For our prompt of “Skies” today, I decided to do a quick sketch of a little bee-eater admiring one. While I do adore the amazingly colorful sunsets where I live, I have to admit that a bright blue sky is still my favorite. Not totally clear, but with big puffy clouds that I loved examining when I was a child. The kind that when you tilt your head just right become big rabbits, squirrels or dragons! Or, at least, that’s what my imagination would make of them. Not just way back then, but even today. I can never look at a big puffy cloud and simply see only a cloud. It’s usually an animal of some kind, but sometimes it can be a mountain range or a spaceship. That’s why the term blue sky is often applied to a way to think more creatively and without any limits or constraints. Indeed, these thoughts are often not grounded in any sort of reality at all. This is how we can sail past the clouds and come up with something new and inventive. Or, maybe just something crazy and impossible, but either way, there’s never a drawback to taking some time to dream big. Good things always happen.

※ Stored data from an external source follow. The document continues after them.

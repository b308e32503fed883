//! Ranges are the atomic building blocks from which the members of infinite sets are described.
//!
//! A [NumericRange] is either a continuous interval of the real line (step `0`) or a discrete arithmetic
//! progression with an integral, non-zero step.
//! A [Range] additionally covers single non-numeric values and the universal range that contains everything.
//! The algebra on ranges (intersection, difference, disjointness and subset tests) lives in the `algebra` submodule.

mod algebra;

use std::{fmt::Display, hash::Hash};

use num_integer::Integer;
use smallvec::SmallVec;

#[cfg(feature = "serde")]
use serde::{Deserialize, Serialize};

use crate::{Endpoint, Number, RangeError, Value};

/// A numeric range.
///
/// With step `0` the range is the continuous interval between `start` and `end`. Each side may be open or closed
/// and a missing bound means the interval is unbounded on that side.
/// With a non-zero step the range is the progression `start, start + step, start + 2 * step, ...` which stops
/// at `end` or runs forever if `end` is unbounded. Discrete ranges always have a bounded start.
///
/// Ranges are normalized on construction:
/// - the end of a discrete range is moved to the last member of the progression,
/// - a discrete range with a single member becomes the point range `[x]`,
/// - unbounded sides of continuous intervals are closed.
///
/// Two ranges are equal if they contain the same values, regardless of the direction of discrete progressions.
///
/// # Examples
/// ```
/// use index_sets::{NumericRange, UNBOUNDED};
///
/// let r = NumericRange::new(1, 11, 3).unwrap();
/// assert_eq!(r.to_string(), "[1:10:3]");
/// assert_eq!(r.end(), Some(10.into()));
/// assert_eq!(r, NumericRange::new(10, 1, -3).unwrap());
///
/// let positive = NumericRange::with_brackets(0, UNBOUNDED, 0, (false, true)).unwrap();
/// assert_eq!(positive.to_string(), "(0,inf]");
/// assert!(NumericRange::new(0, 1, 1.5).is_err());
/// ```
#[derive(Debug, Clone)]
#[cfg_attr(
    feature = "serde",
    derive(Serialize, Deserialize),
    serde(try_from = "NumericRangeRepr", into = "NumericRangeRepr")
)]
pub struct NumericRange {
    start: Option<Number>,
    end: Option<Number>,
    step: i64,
    closed: (bool, bool),
}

Once, when I staring into the sky around this time last year, one cluster of clouds looked like a child scribbling in a notebook. That’s what I saw at first, and then the clouds began to blow in a different direction and the child disappeared. It was such a brief moment, and could have easily looked like a moose running through a department store to someone else. But, I saw that kid scribbling up there and it made me smile. More than that, it made me think very differently about something I’d been struggling with at the time. I was trying to come up with a way to share a bit of what I’d learned when it came to sketching and painting, but all of the usual approaches didn’t feel like a good fit for me. Seeing that kid up there reminded me of how my mother managed to keep me amused on road trips when I was little. She’d get me one of those little books at a gas station that came with a pen and had all sorts of fun things DO inside. Some even came with a magic pen that revealed answers. I adored these books so much! I was a total geek and I loved the way they challenged my brain while letting me just jump right in and start having fun. So, instead of the usual instructional book for adults, I made a Sketching Stuff Activity Book for people of all ages.

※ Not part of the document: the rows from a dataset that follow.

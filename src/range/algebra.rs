//! Exact intersection and difference of ranges.
//!
//! Continuous intervals are intersected by comparing their bounds. Progressions are intersected by solving the
//! pair of congruences `x = a (mod m)` and `x = b (mod n)`, whose solutions form a progression with step `lcm(m, n)`.
//! Differences are computed piecewise, so that every result is again a list of ranges.

use num_integer::Integer;
use smallvec::{smallvec, SmallVec};
use tracing::debug;

use super::{NumericRange, Pieces, Range, Span};
use crate::{Number, RangeError};

impl Range {
    /// Checks whether the two ranges have no member in common.
    ///
    /// # Examples
    /// ```
    /// use index_sets::{Range, UNBOUNDED};
    ///
    /// let fives = Range::numeric(0, UNBOUNDED, 5).unwrap();
    /// assert!(!fives.isdisjoint(&Range::numeric(1, UNBOUNDED, 7).unwrap()));
    /// assert!(fives.isdisjoint(&Range::numeric(23, UNBOUNDED, -7).unwrap()));
    /// assert!(!fives.isdisjoint(&Range::Any));
    /// ```
    pub fn isdisjoint(&self, other: &Range) -> bool {
        self.intersect(other).is_empty()
    }

    /// Checks whether every member of this range is a member of the other range.
    ///
    /// # Examples
    /// ```
    /// use index_sets::{NumericRange, Range, UNBOUNDED};
    ///
    /// let evens = Range::numeric(0, 10, 2).unwrap();
    /// assert!(evens.issubset(&Range::numeric(0, 10, 1).unwrap()));
    /// assert!(!evens.issubset(&Range::numeric(0, 10, 4).unwrap()));
    /// assert!(evens.issubset(&Range::numeric(UNBOUNDED, UNBOUNDED, 0).unwrap()));
    /// ```
    pub fn issubset(&self, other: &Range) -> bool {
        matches!(self.range_difference([other]), Ok(rest) if rest.is_empty())
    }

    /// Intersects this range with each of the given ranges and returns the union of the pieces.
    /// Pieces are reported in the order of the given ranges, duplicates are dropped.
    ///
    /// # Examples
    /// ```
    /// use index_sets::{Range, UNBOUNDED};
    ///
    /// let evens = Range::numeric(0, UNBOUNDED, 2).unwrap();
    /// let threes = Range::numeric(1, UNBOUNDED, 3).unwrap();
    /// assert_eq!(evens.range_intersection([&threes]), vec![Range::numeric(4, UNBOUNDED, 6).unwrap()]);
    /// ```
    pub fn range_intersection<'a, I>(&self, others: I) -> Vec<Range>
    where
        I: IntoIterator<Item = &'a Range>,
    {
        let mut result: Vec<Range> = Vec::new();
        for piece in others.into_iter().flat_map(|other| self.intersect(other)) {
            if !result.contains(&piece) {
                result.push(piece);
            }
        }
        result
    }

    /// Removes all given ranges from this range and returns the remaining pieces.
    ///
    /// The pieces are pairwise disjoint. Removing a universal range leaves nothing, removing anything else from the
    /// universal range leaves the universal range.
    ///
    /// # Errors
    /// Fails with [RangeError::InfinitePuncture] if a continuous interval would have to be split at infinitely
    /// many points.
    ///
    /// # Examples
    /// ```
    /// use index_sets::{NumericRange, Range, UNBOUNDED};
    ///
    /// let reals = Range::numeric(UNBOUNDED, UNBOUNDED, 0).unwrap();
    /// let rest = reals.range_difference([&Range::numeric(5, 10, 5).unwrap()]).unwrap();
    /// let rendered: Vec<String> = rest.iter().map(|r| r.to_string()).collect();
    /// assert_eq!(rendered, vec!["[-inf,5)", "(5,10)", "(10,inf]"]);
    ///
    /// let naturals = Range::numeric(0, UNBOUNDED, 1).unwrap();
    /// assert!(reals.range_difference([&naturals]).is_err());
    /// ```
    pub fn range_difference<'a, I>(&self, others: I) -> Result<Vec<Range>, RangeError>
    where
        I: IntoIterator<Item = &'a Range>,
    {
        let mut others: Vec<&Range> = others.into_iter().collect();
        // Removing intervals first leaves fewer points for progressions to puncture.
        others.sort_by_key(|r| subtraction_rank(r));
        let mut remaining = vec![self.clone()];
        for other in others {
            if remaining.is_empty() {
                break;
            }
            let mut next = Vec::with_capacity(remaining.len());
            for piece in &remaining {
                next.extend(piece.subtract(other)?);
            }
            remaining = next;
        }
        Ok(remaining)
    }

    /// Drops duplicate ranges and merges continuous ranges and points that overlap or touch into single
    /// intervals. Other ranges keep their relative order.
    ///
    /// # Examples
    /// ```
    /// use index_sets::{NumericRange, Range};
    ///
    /// let left = Range::numeric(0, 4, 0).unwrap();
    /// let right = Range::from(NumericRange::with_brackets(4, 6, 0, (false, true)).unwrap());
    /// let merged = Range::coalesce([left, Range::point("a"), right, Range::point(6)]);
    /// assert_eq!(merged, vec![Range::numeric(0, 6, 0).unwrap(), Range::point("a")]);
    /// ```
    pub fn coalesce(ranges: impl IntoIterator<Item = Range>) -> Vec<Range> {
        let mut result: Vec<Range> = Vec::new();
        for mut range in ranges {
            let mut slot: Option<usize> = None;
            while let Some(i) = result.iter().position(|r| r.merges_with(&range)) {
                let hull = match (result.remove(i), &range) {
                    (Range::Numeric(a), Range::Numeric(b)) => a.span().hull(&b.span()).to_range(),
                    _ => None,
                };
                if let Some(hull) = hull {
                    range = Range::Numeric(hull);
                }
                slot = Some(slot.map_or(i, |s| s.min(i)));
            }
            if result.contains(&range) {
                continue;
            }
            match slot {
                Some(i) => result.insert(i, range),
                None => result.push(range),
            }
        }
        result
    }

    /// Returns true if the two ranges can be written as one continuous interval.
    fn merges_with(&self, other: &Range) -> bool {
        match (self, other) {
            (Range::Numeric(a), Range::Numeric(b)) => {
                a.step == 0
                    && b.step == 0
                    && (a.is_continuous() || b.is_continuous())
                    && a.span().touches(&b.span())
            }
            _ => false,
        }
    }

    fn intersect(&self, other: &Range) -> SmallVec<[Range; 2]> {
        match (self, other) {
            (Range::Any, r) | (r, Range::Any) => smallvec![r.clone()],
            (Range::NonNumeric(a), Range::NonNumeric(b)) if a == b => smallvec![self.clone()],
            (Range::Numeric(a), Range::Numeric(b)) => a.intersect(b).into_iter().map(Range::Numeric).collect(),
            _ => SmallVec::new(),
        }
    }

    fn subtract(&self, other: &Range) -> Result<SmallVec<[Range; 2]>, RangeError> {
        Ok(match (self, other) {
            (_, Range::Any) => SmallVec::new(),
            (Range::Any, _) => smallvec![Range::Any],
            (Range::NonNumeric(a), Range::NonNumeric(b)) if a == b => SmallVec::new(),
            (Range::Numeric(a), Range::Numeric(b)) => a.subtract(b)?.into_iter().map(Range::Numeric).collect(),
            _ => smallvec![self.clone()],
        })
    }
}

/// The most sub-progressions a progression is split into when another progression is removed from it.
const MAX_SPLITS: i128 = 1 << 16;

fn subtraction_rank(r: &Range) -> u8 {
    match r {
        Range::Any => 0,
        Range::Numeric(n) if n.step() == 0 => 1,
        Range::NonNumeric(_) => 2,
        Range::Numeric(_) => 3,
    }
}

impl NumericRange {
    fn intersect(&self, other: &NumericRange) -> Pieces {
        match (self.step, other.step) {
            (0, 0) => self.span().intersect(&other.span()).to_range().into_iter().collect(),
            (_, 0) => self.clip(&other.span()),
            (0, _) => other.clip(&self.span()),
            _ => progression_intersection(self, other),
        }
    }

    /// The members of this range that lie within the span.
    fn clip(&self, span: &Span) -> Pieces {
        let span = self.span().intersect(span);
        match self.start {
            Some(anchor) if self.step != 0 => clip_progression(anchor.get(), self.step.abs(), &span, self.step < 0),
            _ => span.to_range().into_iter().collect(),
        }
    }

    fn subtract(&self, other: &NumericRange) -> Result<Vec<NumericRange>, RangeError> {
        if self.intersect(other).is_empty() {
            return Ok(vec![self.clone()]);
        }
        match (self.step, other.step) {
            (_, 0) => Ok(self.without_span(&other.span())),
            (0, _) => self.puncture(other),
            _ => self.without_progression(other),
        }
    }

    /// Removes the span by clipping this range to the span's complement, lower part first.
    fn without_span(&self, span: &Span) -> Vec<NumericRange> {
        let mut pieces = Vec::new();
        if let Some(lo) = span.lo {
            pieces.extend(self.clip(&Span {
                lo: None,
                hi: Some(lo),
                lo_closed: true,
                hi_closed: !span.lo_closed,
            }));
        }
        if let Some(hi) = span.hi {
            pieces.extend(self.clip(&Span {
                lo: Some(hi),
                hi: None,
                lo_closed: !span.hi_closed,
                hi_closed: true,
            }));
        }
        pieces
    }

    /// Removes the members of a progression from a continuous interval, splitting it into open-ended pieces.
    fn puncture(&self, other: &NumericRange) -> Result<Vec<NumericRange>, RangeError> {
        let mut points = Vec::new();
        for hit in other.clip(&self.span()) {
            let Some(hit) = hit.iter() else {
                debug!(range = %self, other = %other, "cannot puncture interval at infinitely many points");
                return Err(RangeError::InfinitePuncture {
                    range: self.to_string(),
                    other: other.to_string(),
                });
            };
            points.extend(hit);
        }
        points.sort();
        Ok(self.without_points(points))
    }

    /// Splits the range at each of the ascending points, dropping the points themselves.
    fn without_points(&self, points: impl IntoIterator<Item = Number>) -> Vec<NumericRange> {
        let mut pieces = Vec::new();
        let mut rest = Some(self.clone());
        for x in points {
            let Some(current) = rest.take() else {
                break;
            };
            pieces.extend(current.clip(&Span::below(x)));
            rest = current.clip(&Span::above(x)).into_iter().next();
        }
        pieces.extend(rest);
        pieces
    }

    /// Removes one progression from another.
    ///
    /// This range is split into `lcm / |step|` sub-progressions with step `lcm`. Each of them either misses the
    /// other progression entirely or coincides with it on the other's hull.
    /// If there are too many sub-progressions, the range is split at the common members instead, which works
    /// as long as there are finitely many of them.
    fn without_progression(&self, other: &NumericRange) -> Result<Vec<NumericRange>, RangeError> {
        let (Some(start), Some(other_start)) = (self.start, other.start) else {
            return Ok(vec![self.clone()]);
        };
        let (m, n) = (self.step.unsigned_abs() as i128, other.step.unsigned_abs() as i128);
        let lcm = m.lcm(&n);
        if lcm / m > MAX_SPLITS || lcm > i64::MAX as i128 {
            return self.without_common_members(other);
        }
        let (lcm, splits) = (lcm as i64, (lcm / m) as i64);
        let span = self.span();
        let hull = other.span();
        let mut pieces = Vec::new();
        for j in 0..splits {
            let anchor = start.get() + (j * self.step) as f64;
            if !span.contains(Number::new(anchor)) {
                break;
            }
            let hits_other = (anchor - other_start.get()) % n as f64 == 0.0;
            for sub in clip_progression(anchor, lcm, &span, self.step < 0) {
                if hits_other {
                    pieces.extend(sub.without_span(&hull));
                } else {
                    pieces.push(sub);
                }
            }
        }
        Ok(pieces)
    }

    fn without_common_members(&self, other: &NumericRange) -> Result<Vec<NumericRange>, RangeError> {
        let mut points = Vec::new();
        for common in progression_intersection(self, other) {
            let Some(common) = common.iter() else {
                debug!(range = %self, other = %other, "too many sub-progressions to remove progression");
                return Err(RangeError::TooManyPieces {
                    range: self.to_string(),
                    other: other.to_string(),
                });
            };
            points.extend(common);
        }
        points.sort();
        Ok(self.without_points(points))
    }
}

/// Intersects two progressions by solving their congruences.
fn progression_intersection(a: &NumericRange, b: &NumericRange) -> Pieces {
    let span = a.span().intersect(&b.span());
    let (Some(sa), Some(sb)) = (a.start, b.start) else {
        return Pieces::new();
    };
    if span.is_empty() {
        return Pieces::new();
    }
    // Progressions whose anchors are not an integral distance apart never meet.
    let Some(d) = Number::new(sb.get() - sa.get()).to_i64() else {
        return Pieces::new();
    };
    let (d, m, n) = (d as i128, a.step.abs() as i128, b.step.abs() as i128);
    let egcd = m.extended_gcd(&n);
    let g = egcd.gcd;
    if d % g != 0 {
        return Pieces::new();
    }
    let t = ((d / g) * egcd.x).mod_floor(&(n / g));
    let anchor = sa.get() + (m * t) as f64;
    let step = i64::try_from(m / g * n).unwrap_or(i64::MAX);
    clip_progression(anchor, step, &span, a.step < 0)
}

/// The members of the progression `anchor + k * step` (for all integers `k`) that lie within the span.
/// The result runs downwards if `descending` is set. If the span is unbounded on both sides, the progression
/// is split at the anchor into an ascending and a descending part.
fn clip_progression(anchor: f64, step: i64, span: &Span, descending: bool) -> Pieces {
    if span.is_empty() {
        return Pieces::new();
    }
    let m = step as f64;
    let first = span.lo.map(|lo| {
        let x = anchor + m * ((lo.get() - anchor) / m).ceil();
        if x == lo.get() && !span.lo_closed {
            x + m
        } else {
            x
        }
    });
    let last = span.hi.map(|hi| {
        let x = anchor + m * ((hi.get() - anchor) / m).floor();
        if x == hi.get() && !span.hi_closed {
            x - m
        } else {
            x
        }
    });
    let progression = |start: f64, end: Option<f64>, step: i64| {
        NumericRange::raw(Some(Number::new(start)), end.map(Number::new), step, (true, true))
    };
    match (first, last) {
        (Some(f), Some(l)) if f > l => Pieces::new(),
        (Some(f), Some(l)) if f == l => smallvec![NumericRange::point(f)],
        (Some(f), Some(l)) if descending => smallvec![progression(l, Some(f), -step)],
        (Some(f), Some(l)) => smallvec![progression(f, Some(l), step)],
        (Some(f), None) => smallvec![progression(f, None, step)],
        (None, Some(l)) => smallvec![progression(l, None, -step)],
        (None, None) => smallvec![progression(anchor, None, step), progression(anchor - m, None, -step)],
    }
}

Yep, the idea itself happened, while staring into the clouds. And sure, it was risky as I was met with some initial reviews from folks who just didn’t get it, and wanted a more traditional approach. But, nearly everyone enjoyed it when they actually jumped in like a kid again and starting doing the activities. And this epiphany from my bit of daydreaming also gave me a way understand myself a bit better. I simply want to be an art cheerleader who helps create a safe, fun and happy place where people can come to play and create. I just want to inspire people to make something! Anything! To play for awhile without worrying about those pesky rules. Why? Because I know in my heart when they DO that and go back to those art classes, they’ll feel more energized, excited and confident. They won’t give up. It’s that bold and ridiculous confidence we all had when we were very young. And, the best part is that this quality never really goes away, no matter how hidden in can feel some days in our busy adult lives. It’s still there inside each of us. Just waiting to reveal itself in that quiet and beautifully improbable moment that only happens under a blue sky.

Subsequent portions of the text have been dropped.